Start of Data in this exercise
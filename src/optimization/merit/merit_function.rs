//! Merit collection and the vector-valued functions built from it.
//!
//! Purpose
//! -------
//! Turn a [`Merit`] (parameters, demerits, constraints) plus a template
//! [`System`] and a set of pre-aimed ray bundles into the functions a
//! solver sees: the residual vector `F(x)`, equality residuals `h(x)`, and
//! inequality residuals `g(x) ≤ 0`.
//!
//! Key behaviors
//! -------------
//! - Every evaluation clones the template, writes `x` through the
//!   parameters' setters, and evaluates the clone; the template is never
//!   mutated, so evaluations are independent of each other and of order.
//! - Residuals are `weight · demerit`, flattened and concatenated in the
//!   order the demerits were added.
//! - Constraints are partitioned by kind; an empty partition is `None`.
//!
//! Invariants & assumptions
//! ------------------------
//! - Parameter targets are validated once in [`MeritFunction::new`].
//! - Bundles are traced as given; they are not re-aimed per evaluation.
use ndarray::Array1;

use crate::{
    optics::rays::Rays,
    optimization::{
        errors::{OptError, OptResult},
        lens_optimizer::types::{Residuals, Theta},
        merit::traits::{Constraint, ConstraintKind, Demerit, Parameter},
    },
    system::{paraxial::ParaxialTrace, system::System},
};

/// Owned set of parameters, demerits, and constraints.
#[derive(Debug, Default)]
pub struct Merit {
    parameters: Vec<Box<dyn Parameter>>,
    demerits: Vec<Box<dyn Demerit>>,
    constraints: Vec<Box<dyn Constraint>>,
}

impl Merit {
    pub fn new() -> Self {
        Self::default()
    }

    pub fn with_parameter(mut self, parameter: impl Parameter + 'static) -> Self {
        self.parameters.push(Box::new(parameter));
        self
    }

    pub fn with_demerit(mut self, demerit: impl Demerit + 'static) -> Self {
        self.demerits.push(Box::new(demerit));
        self
    }

    pub fn with_constraint(mut self, constraint: impl Constraint + 'static) -> Self {
        self.constraints.push(Box::new(constraint));
        self
    }

    pub fn parameters(&self) -> &[Box<dyn Parameter>] {
        &self.parameters
    }

    pub fn demerits(&self) -> &[Box<dyn Demerit>] {
        &self.demerits
    }

    pub fn constraints(&self) -> &[Box<dyn Constraint>] {
        &self.constraints
    }

    /// Current parameter values read from `system`.
    pub fn get_values(&self, system: &System) -> OptResult<Theta> {
        self.parameters.iter().map(|p| p.get_value(system)).collect()
    }

    /// Write `x` into `system`, one entry per parameter in order.
    ///
    /// # Errors
    /// - [`OptError::ParameterDimMismatch`] if `x` has the wrong length.
    /// - Any error raised by a parameter's setter.
    pub fn set_values(&self, system: &mut System, x: &Theta) -> OptResult<()> {
        if x.len() != self.parameters.len() {
            return Err(OptError::ParameterDimMismatch {
                expected: self.parameters.len(),
                found: x.len(),
            });
        }
        for (parameter, &value) in self.parameters.iter().zip(x.iter()) {
            parameter.set_value(system, value)?;
        }
        Ok(())
    }
}

/// All residuals of one trial vector.
#[derive(Debug, Clone, PartialEq)]
pub struct Evaluation {
    pub residuals: Residuals,
    pub equality: Option<Residuals>,
    pub inequality: Option<Residuals>,
}

impl Evaluation {
    /// `‖F‖² + penalty · (‖h‖² + ‖max(0, g)‖²)`.
    pub fn penalized_cost(&self, penalty: f64) -> f64 {
        let objective = self.residuals.dot(&self.residuals);
        let equality = self.equality.as_ref().map_or(0.0, |h| h.dot(h));
        let inequality =
            self.inequality.as_ref().map_or(0.0, |g| g.iter().map(|v| v.max(0.0).powi(2)).sum());
        objective + penalty * (equality + inequality)
    }
}

/// The merit functions of one optimization run.
#[derive(Debug, Clone, Copy)]
pub struct MeritFunction<'a> {
    template: &'a System,
    bundles: &'a [Rays],
    merit: &'a Merit,
}

impl<'a> MeritFunction<'a> {
    /// Bind a merit to a template system and its bundles.
    ///
    /// # Errors
    /// - [`OptError::NoParameters`] if the merit has no parameters.
    /// - Whatever a parameter's `check` reports against `template`.
    pub fn new(template: &'a System, bundles: &'a [Rays], merit: &'a Merit) -> OptResult<Self> {
        if merit.parameters().is_empty() {
            return Err(OptError::NoParameters);
        }
        for parameter in merit.parameters() {
            parameter.check(template)?;
        }
        Ok(Self { template, bundles, merit })
    }

    pub fn dim(&self) -> usize {
        self.merit.parameters().len()
    }

    pub fn merit(&self) -> &'a Merit {
        self.merit
    }

    /// Parameter values of the template.
    pub fn initial(&self) -> OptResult<Theta> {
        self.merit.get_values(self.template)
    }

    /// A clone of the template with `x` applied.
    pub fn apply(&self, x: &Theta) -> OptResult<System> {
        let mut system = self.template.clone();
        self.merit.set_values(&mut system, x)?;
        Ok(system)
    }

    /// Weighted, concatenated demerit residuals `F(x)`.
    pub fn objective(&self, x: &Theta) -> OptResult<Residuals> {
        self.residuals(&self.apply(x)?)
    }

    /// Equality residuals `h(x)`, `None` without equality constraints.
    pub fn equality(&self, x: &Theta) -> OptResult<Option<Residuals>> {
        self.constraint_values(&self.apply(x)?, ConstraintKind::Equality)
    }

    /// Inequality residuals `g(x)`, `None` without inequality constraints.
    pub fn inequality(&self, x: &Theta) -> OptResult<Option<Residuals>> {
        self.constraint_values(&self.apply(x)?, ConstraintKind::Inequality)
    }

    /// Objective and both constraint partitions from a single clone.
    pub fn evaluate(&self, x: &Theta) -> OptResult<Evaluation> {
        let system = self.apply(x)?;
        Ok(Evaluation {
            residuals: self.residuals(&system)?,
            equality: self.constraint_values(&system, ConstraintKind::Equality)?,
            inequality: self.constraint_values(&system, ConstraintKind::Inequality)?,
        })
    }

    fn residuals(&self, system: &System) -> OptResult<Residuals> {
        let paraxial = ParaxialTrace::new(system)?;
        let rays: Vec<Rays> = self.bundles.iter().map(|b| system.propagate_through(b)).collect();
        let mut out = Vec::new();
        for demerit in self.merit.demerits() {
            let r = demerit.evaluate(system, &paraxial, &rays)?;
            let weight = demerit.weight();
            out.extend(r.iter().map(|v| v * weight));
        }
        Ok(Array1::from(out))
    }

    fn constraint_values(
        &self, system: &System, kind: ConstraintKind,
    ) -> OptResult<Option<Residuals>> {
        let mut out = Vec::new();
        let mut any = false;
        for constraint in self.merit.constraints().iter().filter(|c| c.kind() == kind) {
            any = true;
            out.extend(constraint.evaluate(system)?);
        }
        Ok(any.then(|| Array1::from(out)))
    }
}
End of Data in this exercise
What you will do ::
I would like the records restated exactly, with every line intact.

Task solution ::
filename src/optimization/merit/merit_function.rs
//! Merit collection and the vector-valued functions built from it.
//!
//! Purpose
//! -------
//! Turn a [`Merit`] (parameters, demerits, constraints) plus a template
//! [`System`] and a set of pre-aimed ray bundles into the functions a
//! solver sees: the residual vector `F(x)`, equality residuals `h(x)`, and
//! inequality residuals `g(x) ≤ 0`.
//!
//! Key behaviors
//! -------------
//! - Every evaluation clones the template, writes `x` through the
//!   parameters' setters, and evaluates the clone; the template is never
//!   mutated, so evaluations are independent of each other and of order.
//! - Residuals are `weight · demerit`, flattened and concatenated in the
//!   order the demerits were added.
//! - Constraints are partitioned by kind; an empty partition is `None`.
//!
//! Invariants & assumptions
//! ------------------------
//! - Parameter targets are validated once in [`MeritFunction::new`].
//! - Bundles are traced as given; they are not re-aimed per evaluation.
use ndarray::Array1;

use crate::{
    optics::rays::Rays,
    optimization::{
        errors::{OptError, OptResult},
        lens_optimizer::types::{Residuals, Theta},
        merit::traits::{Constraint, ConstraintKind, Demerit, Parameter},
    },
    system::{paraxial::ParaxialTrace, system::System},
};

/// Owned set of parameters, demerits, and constraints.
#[derive(Debug, Default)]
pub struct Merit {
    parameters: Vec<Box<dyn Parameter>>,
    demerits: Vec<Box<dyn Demerit>>,
    constraints: Vec<Box<dyn Constraint>>,
}

impl Merit {
    pub fn new() -> Self {
        Self::default()
    }

    pub fn with_parameter(mut self, parameter: impl Parameter + 'static) -> Self {
        self.parameters.push(Box::new(parameter));
        self
    }

    pub fn with_demerit(mut self, demerit: impl Demerit + 'static) -> Self {
        self.demerits.push(Box::new(demerit));
        self
    }

    pub fn with_constraint(mut self, constraint: impl Constraint + 'static) -> Self {
        self.constraints.push(Box::new(constraint));
        self
    }

    pub fn parameters(&self) -> &[Box<dyn Parameter>] {
        &self.parameters
    }

    pub fn demerits(&self) -> &[Box<dyn Demerit>] {
        &self.demerits
    }

    pub fn constraints(&self) -> &[Box<dyn Constraint>] {
        &self.constraints
    }

    /// Current parameter values read from `system`.
    pub fn get_values(&self, system: &System) -> OptResult<Theta> {
        self.parameters.iter().map(|p| p.get_value(system)).collect()
    }

    /// Write `x` into `system`, one entry per parameter in order.
    ///
    /// # Errors
    /// - [`OptError::ParameterDimMismatch`] if `x` has the wrong length.
    /// - Any error raised by a parameter's setter.
    pub fn set_values(&self, system: &mut System, x: &Theta) -> OptResult<()> {
        if x.len() != self.parameters.len() {
            return Err(OptError::ParameterDimMismatch {
                expected: self.parameters.len(),
                found: x.len(),
            });
        }
        for (parameter, &value) in self.parameters.iter().zip(x.iter()) {
            parameter.set_value(system, value)?;
        }
        Ok(())
    }
}

/// All residuals of one trial vector.
#[derive(Debug, Clone, PartialEq)]
pub struct Evaluation {
    pub residuals: Residuals,
    pub equality: Option<Residuals>,
    pub inequality: Option<Residuals>,
}

impl Evaluation {
    /// `‖F‖² + penalty · (‖h‖² + ‖max(0, g)‖²)`.
    pub fn penalized_cost(&self, penalty: f64) -> f64 {
        let objective = self.residuals.dot(&self.residuals);
        let equality = self.equality.as_ref().map_or(0.0, |h| h.dot(h));
        let inequality =
            self.inequality.as_ref().map_or(0.0, |g| g.iter().map(|v| v.max(0.0).powi(2)).sum());
        objective + penalty * (equality + inequality)
    }
}

/// The merit functions of one optimization run.
#[derive(Debug, Clone, Copy)]
pub struct MeritFunction<'a> {
    template: &'a System,
    bundles: &'a [Rays],
    merit: &'a Merit,
}

impl<'a> MeritFunction<'a> {
    /// Bind a merit to a template system and its bundles.
    ///
    /// # Errors
    /// - [`OptError::NoParameters`] if the merit has no parameters.
    /// - Whatever a parameter's `check` reports against `template`.
    pub fn new(template: &'a System, bundles: &'a [Rays], merit: &'a Merit) -> OptResult<Self> {
        if merit.parameters().is_empty() {
            return Err(OptError::NoParameters);
        }
        for parameter in merit.parameters() {
            parameter.check(template)?;
        }
        Ok(Self { template, bundles, merit })
    }

    pub fn dim(&self) -> usize {
        self.merit.parameters().len()
    }

    pub fn merit(&self) -> &'a Merit {
        self.merit
    }

    /// Parameter values of the template.
    pub fn initial(&self) -> OptResult<Theta> {
        self.merit.get_values(self.template)
    }

    /// A clone of the template with `x` applied.
    pub fn apply(&self, x: &Theta) -> OptResult<System> {
        let mut system = self.template.clone();
        self.merit.set_values(&mut system, x)?;
        Ok(system)
    }

    /// Weighted, concatenated demerit residuals `F(x)`.
    pub fn objective(&self, x: &Theta) -> OptResult<Residuals> {
        self.residuals(&self.apply(x)?)
    }

    /// Equality residuals `h(x)`, `None` without equality constraints.
    pub fn equality(&self, x: &Theta) -> OptResult<Option<Residuals>> {
        self.constraint_values(&self.apply(x)?, ConstraintKind::Equality)
    }

    /// Inequality residuals `g(x)`, `None` without inequality constraints.
    pub fn inequality(&self, x: &Theta) -> OptResult<Option<Residuals>> {
        self.constraint_values(&self.apply(x)?, ConstraintKind::Inequality)
    }

    /// Objective and both constraint partitions from a single clone.
    pub fn evaluate(&self, x: &Theta) -> OptResult<Evaluation> {
        let system = self.apply(x)?;
        Ok(Evaluation {
            residuals: self.residuals(&system)?,
            equality: self.constraint_values(&system, ConstraintKind::Equality)?,
            inequality: self.constraint_values(&system, ConstraintKind::Inequality)?,
        })
    }

    fn residuals(&self, system: &System) -> OptResult<Residuals> {
        let paraxial = ParaxialTrace::new(system)?;
        let rays: Vec<Rays> = self.bundles.iter().map(|b| system.propagate_through(b)).collect();
        let mut out = Vec::new();
        for demerit in self.merit.demerits() {
            let r = demerit.evaluate(system, &paraxial, &rays)?;
            let weight = demerit.weight();
            out.extend(r.iter().map(|v| v * weight));
        }
        Ok(Array1::from(out))
    }

    fn constraint_values(
        &self, system: &System, kind: ConstraintKind,
    ) -> OptResult<Option<Residuals>> {
        let mut out = Vec::new();
        let mut any = false;
        for constraint in self.merit.constraints().iter().filter(|c| c.kind() == kind) {
            any = true;
            out.extend(constraint.evaluate(system)?);
        }
        Ok(any.then(|| Array1::from(out)))
    }
}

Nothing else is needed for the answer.